*** Begin section ***

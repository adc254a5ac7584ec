//! Identifier-keyed store of original elements

use serde::{Deserialize, Serialize};
use std::collections::HashMap;
use uuid::Uuid;

use crate::error::{Error, Result};
use crate::types::{Element, ElementKind};

/// An original element tagged with the kind it was indexed as
#[derive(Debug, Clone, PartialEq, Serialize, Deserialize)]
pub struct StoredElement {
    pub kind: ElementKind,
    pub element: Element,
}

/// Maps identifiers to untransformed elements
#[derive(Debug, Clone, Default, Serialize, Deserialize)]
pub struct PayloadStore {
    records: HashMap<Uuid, StoredElement>,
}

impl PayloadStore {
    pub fn new() -> Self {
        Self::default()
    }

    /// Store an element under a fresh identifier
    pub fn insert(&mut self, id: Uuid, element: Element) -> Result<()> {
        if self.records.contains_key(&id) {
            return Err(Error::store(format!("identifier {} is already in use", id)));
        }
        let kind = element.kind;
        self.records.insert(id, StoredElement { kind, element });
        Ok(())
    }

    /// Resolve an identifier
    pub fn get(&self, id: &Uuid) -> Option<&StoredElement> {
        self.records.get(id)
    }

    pub fn contains(&self, id: &Uuid) -> bool {
        self.records.contains_key(id)
    }

    pub fn len(&self) -> usize {
        self.records.len()
    }

    pub fn is_empty(&self) -> bool {
        self.records.is_empty()
    }

    /// Iterate over all entries (unordered)
    pub fn iter(&self) -> impl Iterator<Item = (&Uuid, &StoredElement)> {
        self.records.iter()
    }
}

*** End section ***

## TASK DETAILS
The word "insert" appears in some lines above. Return every one of those lines.

## EXERCISE RESULT
    pub fn insert(&mut self, id: Uuid, element: Element) -> Result<()> {
        self.records.insert(id, StoredElement { kind, element });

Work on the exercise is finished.